Thinking about the future is a challenging proposition at a time as rich in possibilities as the present. So many massive shifts seem to be occurring simultaneously that the path ahead for all of us might split off in any number of directions that few people were even aware of back at the turn of this new century.

Example One: suppose America goes into such a steep economic decline that a massive deflation occurs, as happened not long ago in Argentina? The social compact just barely holds America's population together. Frustrated expectations often lead to social and political upheaval, in the America's case a full-fledged revolution would most probably come from the Right and have a fanatical fundamentalist flavor. Red States and Blue States might secede from the Union and homogenize their local politics by kicking out dissenters. Suppose America broke up into mutually hostile and competitive economic and political units?

Some writers on economics have pointed out that large regions of the U.S. could in fact function as independent States, the way European nations have done for so long before beginning together into the European Union. Certainly recent years have seen other nations break apart under political and economic stresses, notably the former Jugoslavia.

Example Two: Suppose Global Warming speeds up. The inland U.S. becomes an extension of the Chihuahuan Desert of northern Mexico, while the coasts and low-lying areas are drowned by rising ocean levels. Drastic die-offs of fish due to changes in the temperature and salinity of the seas further cuts world food supplies. With food and fresh water in tightening supply, what do Americans do? Invade Canada, the new breadbasket of the Western Hemisphere? Set sail for Greenland, Siberia, and northern Europe as Africans now struggle to cross the Mediterranean sea into prosperous Europe?

With floods of refugees all over the world surging northward, away from the heat, how many wars would break out? How many of us would be left when the smoke cleared, crowded onto shrunken land masses?

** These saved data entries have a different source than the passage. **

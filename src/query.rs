//! Esri REST query construction
//!
//! A `Query` is a layer endpoint (`{host}/{service}/MapServer/{layerId}`)
//! plus a set of named parameters. Parameters that are never set are not
//! emitted at all, so the server applies its own defaults; an omitted key
//! is not the same thing as an empty value.

use std::collections::BTreeMap;

use crate::bbox::BoundingBox;

/// Spatial relationship between the filter geometry and candidate features.
#[derive(Debug, Clone, Copy, PartialEq, Eq)]
pub enum SpatialRel {
    Intersects,
    Contains,
    Within,
    EnvelopeIntersects,
}

impl SpatialRel {
    pub fn as_str(&self) -> &'static str {
        match self {
            SpatialRel::Intersects => "esriSpatialRelIntersects",
            SpatialRel::Contains => "esriSpatialRelContains",
            SpatialRel::Within => "esriSpatialRelWithin",
            SpatialRel::EnvelopeIntersects => "esriSpatialRelEnvelopeIntersects",
        }
    }
}

/// Response format requested via the `f` parameter.
#[derive(Debug, Clone, Copy, PartialEq, Eq)]
pub enum ResponseFormat {
    Json,
    GeoJson,
}

impl ResponseFormat {
    pub fn as_str(&self) -> &'static str {
        match self {
            ResponseFormat::Json => "json",
            ResponseFormat::GeoJson => "geojson",
        }
    }
}

#[derive(Debug, Clone)]
pub struct Query {
    endpoint: String,
    // BTreeMap keeps emission order stable across runs.
    params: BTreeMap<String, String>,
}

impl Query {
    pub fn new(endpoint: impl Into<String>) -> Self {
        Self {
            endpoint: endpoint.into(),
            params: BTreeMap::new(),
        }
    }

    /// Set an arbitrary parameter. The typed setters below cover the keys
    /// the feature services recognize; this is the escape hatch for the rest.
    pub fn param(mut self, key: impl Into<String>, value: impl Into<String>) -> Self {
        self.params.insert(key.into(), value.into());
        self
    }

    /// SQL-ish attribute filter, e.g. `FORESTNAME = 'Angeles National Forest'`.
    /// String literals use single quotes; the server rejects double quotes.
    pub fn where_clause(self, clause: &str) -> Self {
        self.param("where", clause)
    }

    /// Comma-separated attribute list, or `*` for all fields.
    pub fn out_fields(self, fields: &str) -> Self {
        self.param("outFields", fields)
    }

    /// Use a bounding box as the geometry filter. Sets `geometry`,
    /// `geometryType`, `spatialRel` and `inSR` together so the spatial
    /// reference can never drift from the coordinates it describes.
    pub fn geometry_envelope(self, bbox: &BoundingBox) -> Self {
        self.param("geometry", bbox.envelope_param())
            .param("geometryType", "esriGeometryEnvelope")
            .param("spatialRel", SpatialRel::Intersects.as_str())
            .param("inSR", bbox.wkid.to_string())
    }

    pub fn spatial_rel(self, rel: SpatialRel) -> Self {
        self.param("spatialRel", rel.as_str())
    }

    pub fn in_sr(self, wkid: u32) -> Self {
        self.param("inSR", wkid.to_string())
    }

    pub fn out_sr(self, wkid: u32) -> Self {
        self.param("outSR", wkid.to_string())
    }

    /// Page size cap. Left unset, the server applies its own maximum
    /// (historically 1000 for the EDW services); results larger than that
    /// need tiled queries, see the `partition` module.
    pub fn result_record_count(self, count: u32) -> Self {
        self.param("resultRecordCount", count.to_string())
    }

    pub fn return_geometry(self, yes: bool) -> Self {
        self.param("returnGeometry", if yes { "true" } else { "false" })
    }

    pub fn format(self, format: ResponseFormat) -> Self {
        self.param("f", format.as_str())
    }

    /// Shorthand for `format(ResponseFormat::GeoJson)`, the format the
    /// fetch path parses.
    pub fn geojson(self) -> Self {
        self.format(ResponseFormat::GeoJson)
    }

    pub fn endpoint(&self) -> &str {
        &self.endpoint
    }

    pub fn params(&self) -> &BTreeMap<String, String> {
        &self.params
    }

    /// Full percent-encoded query URL. Only values are encoded; the
    /// recognized keys are plain ASCII.
    pub fn url(&self) -> String {
        let query_string = self
            .params
            .iter()
            .map(|(key, value)| format!("{}={}", key, urlencoding::encode(value)))
            .collect::<Vec<_>>()
            .join("&");
        format!(
            "{}/query?{}",
            self.endpoint.trim_end_matches('/'),
            query_string
        )
    }
}

#[cfg(test)]
mod tests {
    use super::*;
    use crate::bbox::{BoundingBox, WGS84};

    const ENDPOINT: &str = "https://example.com/arcgis/rest/services/EDW/MapServer/0";

    #[test]
    fn emits_only_set_keys() {
        let query = Query::new(ENDPOINT)
            .where_clause("FORESTNAME = 'Angeles National Forest'")
            .out_fields("*")
            .geojson();

        let url = query.url();
        assert!(url.contains("where="));
        assert!(url.contains("outFields="));
        assert!(url.contains("f=geojson"));
        // Unset keys must not appear, even as empty values.
        assert!(!url.contains("resultRecordCount"));
        assert!(!url.contains("geometry"));
        assert!(!url.contains("inSR"));
    }

    #[test]
    fn values_round_trip_through_encoding() {
        let clause = "FORESTNAME LIKE '%Tahoe National%'";
        let query = Query::new(ENDPOINT).where_clause(clause);

        let url = query.url();
        let encoded = url.split("where=").nth(1).unwrap();
        assert!(!encoded.contains(' '));
        assert!(!encoded.contains('\''));
        assert_eq!(urlencoding::decode(encoded).unwrap(), clause);
    }

    #[test]
    fn parameter_order_is_stable() {
        let a = Query::new(ENDPOINT)
            .out_fields("*")
            .where_clause("1=1")
            .geojson();
        let b = Query::new(ENDPOINT)
            .geojson()
            .where_clause("1=1")
            .out_fields("*");
        assert_eq!(a.url(), b.url());
    }

    #[test]
    fn envelope_carries_its_spatial_reference() {
        let bbox = BoundingBox::new(-118.9, 34.1, -117.5, 34.9, WGS84);
        let query = Query::new(ENDPOINT).geometry_envelope(&bbox);

        let params = query.params();
        assert_eq!(params.get("geometry").unwrap(), "-118.9,34.1,-117.5,34.9");
        assert_eq!(params.get("geometryType").unwrap(), "esriGeometryEnvelope");
        assert_eq!(params.get("spatialRel").unwrap(), "esriSpatialRelIntersects");
        assert_eq!(params.get("inSR").unwrap(), "4326");
    }

    #[test]
    fn later_set_overwrites_earlier() {
        let query = Query::new(ENDPOINT).out_fields("*").out_fields("FORESTNAME");
        assert_eq!(query.params().get("outFields").unwrap(), "FORESTNAME");
    }

    #[test]
    fn trailing_slash_on_endpoint_is_tolerated() {
        let query = Query::new(format!("{}/", ENDPOINT)).geojson();
        assert!(query.url().starts_with(&format!("{}/query?", ENDPOINT)));
    }
}
//! End-to-end walkthrough: fetch a forest boundary, use its bounding box to
//! pre-filter invasive plant occurrences, refine to the exact boundary, and
//! write the two layers to an interactive map.

use tracing_subscriber::{layer::SubscriberExt, util::SubscriberInitExt};

use arcquery::map::{LayerStyle, MapPage};
use arcquery::{BoundingBox, Client, WGS84, services, spatial};

const FOREST: &str = "Angeles National Forest";
const OUTPUT: &str = "map.html";

#[tokio::main]
async fn main() {
    dotenvy::dotenv().ok();

    tracing_subscriber::registry()
        .with(
            tracing_subscriber::EnvFilter::try_from_default_env()
                .unwrap_or_else(|_| "arcquery=debug".into()),
        )
        .with(tracing_subscriber::fmt::layer().with_writer(std::io::stderr))
        .init();

    if let Err(error) = run().await {
        tracing::error!(%error, "walkthrough failed");
        std::process::exit(1);
    }
}

async fn run() -> arcquery::Result<()> {
    let client = Client::new()?;

    let boundary =
        services::find_forest(&client, services::FOREST_BOUNDARIES_URL, FOREST).await?;
    tracing::info!(features = boundary.features.len(), forest = FOREST, "fetched boundary");

    let bbox = BoundingBox::from_features(&boundary, WGS84)?;
    tracing::info!(envelope = %bbox.envelope_param(), "derived extent");

    let candidates =
        services::invasive_plants_within(&client, services::INVASIVE_PLANTS_URL, &bbox).await?;
    let candidate_count = candidates.features.len();

    let confirmed = spatial::refine(candidates, &boundary)?;
    tracing::info!(
        candidates = candidate_count,
        confirmed = confirmed.features.len(),
        "refined envelope result against the exact boundary"
    );

    let mut page = MapPage::new(format!("{FOREST}: invasive plants"));
    page.add_layer(
        "Forest boundary",
        &boundary,
        LayerStyle {
            color: "#228833".to_string(),
            ..LayerStyle::default()
        },
    );
    page.add_layer(
        "Invasive plants",
        &confirmed,
        LayerStyle {
            color: "#cc3311".to_string(),
            ..LayerStyle::default()
        },
    );
    page.write_to(OUTPUT)?;

    Ok(())
}
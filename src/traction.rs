use nalgebra::Vector3;

use crate::{
    case::Case,
    closure::{ClosureModel, CompressibleClosure, IncompressibleClosure},
    datatypes::{
        BoundaryTensorField, BoundaryVectorField, FlowRegime, Mesh, ScalarField, ThermoProperties,
        TransportProperties, VectorField,
    },
    error::TawssError,
};

/// Computes the per-timestep wall traction (WSS) field. The two regime
/// variants share this contract and are selected once at startup; both are
/// pure functions of their inputs with no state across timesteps.
pub trait TractionCalculator {
    /// Name of the auxiliary field this regime requires ("mu" or "rho").
    /// The driver probes for it before invoking `compute`.
    fn aux_field(&self) -> &'static str;

    fn compute(
        &self,
        mesh: &Mesh,
        velocity: &VectorField,
        aux: &ScalarField,
    ) -> Result<BoundaryVectorField, TawssError>;
}

/// Builds the traction calculator for the configured regime, reading the
/// regime's configuration from the case.
pub fn for_regime(
    regime: FlowRegime,
    case: &Case,
) -> Result<Box<dyn TractionCalculator>, TawssError> {
    match regime {
        FlowRegime::Incompressible => Ok(Box::new(IncompressibleTraction {
            transport: case.read_transport()?,
        })),
        FlowRegime::Compressible => Ok(Box::new(CompressibleTraction {
            thermo: case.read_thermo()?,
        })),
    }
}

/// Incompressible variant: the closure works in kinematic units, so the
/// projected stress is scaled by the constant transport density.
pub struct IncompressibleTraction {
    pub transport: TransportProperties,
}

impl TractionCalculator for IncompressibleTraction {
    fn aux_field(&self) -> &'static str {
        "mu"
    }

    fn compute(
        &self,
        mesh: &Mesh,
        velocity: &VectorField,
        aux: &ScalarField,
    ) -> Result<BoundaryVectorField, TawssError> {
        let closure = IncompressibleClosure::new(aux, self.transport.rho);
        let stress = closure.effective_stress(mesh, velocity)?;

        project_traction(mesh, &stress, self.transport.rho)
    }
}

/// Compressible variant: density is already embedded in the stress tensor,
/// so no extra scaling is applied.
pub struct CompressibleTraction {
    pub thermo: ThermoProperties,
}

impl TractionCalculator for CompressibleTraction {
    fn aux_field(&self) -> &'static str {
        "rho"
    }

    fn compute(
        &self,
        mesh: &Mesh,
        velocity: &VectorField,
        aux: &ScalarField,
    ) -> Result<BoundaryVectorField, TawssError> {
        let closure = CompressibleClosure::new(aux, self.thermo.nu);
        let stress = closure.effective_stress(mesh, velocity)?;

        project_traction(mesh, &stress, 1.0)
    }
}

/// Projects an effective stress tensor field into a wall traction field:
/// `scale * (-area / |area|) . stress` per boundary face.
///
/// A face with zero area magnitude makes the projection undefined and is a
/// fatal geometry error; the run must abort rather than emit NaN.
pub fn project_traction(
    mesh: &Mesh,
    stress: &BoundaryTensorField,
    scale: f64,
) -> Result<BoundaryVectorField, TawssError> {
    let mut patches: Vec<Vec<Vector3<f64>>> = Vec::with_capacity(mesh.patches.len());

    for (patch_idx, patch) in mesh.patches.iter().enumerate() {
        let mut tractions: Vec<Vector3<f64>> = Vec::with_capacity(patch.faces.len());
        for (face_idx, face) in patch.faces.iter().enumerate() {
            if face.area_mag == 0.0 {
                return Err(TawssError::Geometry(format!(
                    "Zero-area face {} on patch {}; wall traction is undefined",
                    face_idx, patch.name
                )));
            }

            let normal = face.area / face.area_mag;
            let tensor = &stress.patches[patch_idx][face_idx];

            tractions.push(scale * (tensor * -normal));
        }
        patches.push(tractions);
    }

    Ok(BoundaryVectorField { patches })
}

#[cfg(test)]
mod tests {
    use super::*;
    use crate::datatypes::{BoundaryPatch, Face};
    use nalgebra::Matrix3;

    fn wall_mesh(area: Vector3<f64>) -> Mesh {
        Mesh {
            cells: 1,
            patches: vec![BoundaryPatch {
                name: "wall".to_owned(),
                faces: vec![Face {
                    area_mag: area.norm(),
                    area,
                    cell: 0,
                    distance: 0.1,
                }],
            }],
        }
    }

    fn shear_stress(tau: f64) -> BoundaryTensorField {
        let mut tensor = Matrix3::zeros();
        tensor[(0, 1)] = tau;
        tensor[(1, 0)] = tau;

        BoundaryTensorField {
            patches: vec![vec![tensor]],
        }
    }

    #[test]
    fn projects_shear_onto_negated_normal() {
        let mesh = wall_mesh(Vector3::new(0.0, -2.0, 0.0));
        let stress = shear_stress(-0.5);

        let traction = project_traction(&mesh, &stress, 1.0).unwrap();

        // -n = (0, 1, 0), so the traction picks out the +y column of the tensor
        assert!((traction.patches[0][0].x + 0.5).abs() < 1.0e-12);
        assert!(traction.patches[0][0].y.abs() < 1.0e-12);
        assert!(traction.patches[0][0].z.abs() < 1.0e-12);
    }

    #[test]
    fn regime_outputs_differ_by_the_density_constant() {
        let mesh = wall_mesh(Vector3::new(0.0, -1.0, 0.0));
        let stress = shear_stress(-0.25);
        let rho = 1060.0;

        // Given an identical stress tensor and geometry, the incompressible
        // projection is the compressible projection scaled by the density
        // constant.
        let incompressible = project_traction(&mesh, &stress, rho).unwrap();
        let compressible = project_traction(&mesh, &stress, 1.0).unwrap();

        for (a, b) in std::iter::zip(&incompressible.patches[0], &compressible.patches[0]) {
            assert!((a - rho * b).norm() < 1.0e-12);
        }
    }

    #[test]
    fn zero_area_face_aborts_instead_of_emitting_nan() {
        let mesh = wall_mesh(Vector3::zeros());
        let stress = shear_stress(-0.5);

        match project_traction(&mesh, &stress, 1.0) {
            Err(TawssError::Geometry(_)) => {}
            other => panic!("expected a geometry error, got {:?}", other.map(|_| ())),
        }
    }

    #[test]
    fn aux_field_names_follow_the_regime() {
        let incompressible = IncompressibleTraction {
            transport: TransportProperties { rho: 1000.0 },
        };
        let compressible = CompressibleTraction {
            thermo: ThermoProperties { nu: 1.5e-5 },
        };

        assert_eq!(incompressible.aux_field(), "mu");
        assert_eq!(compressible.aux_field(), "rho");
    }
}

Example Four: Suppose someone in India invents a cheap, easily manufactured, shipped, and marketed system that replaces oil? If the rising economies of Asia generate a tidal wave of innovation and growth, we might see a reversal of the historic brain-drain problem: Americans and Europeans trooping off east in search of jobs that pay a living wage, leaving no one here at home but hamburger-flippers and drug-dealing gangsters.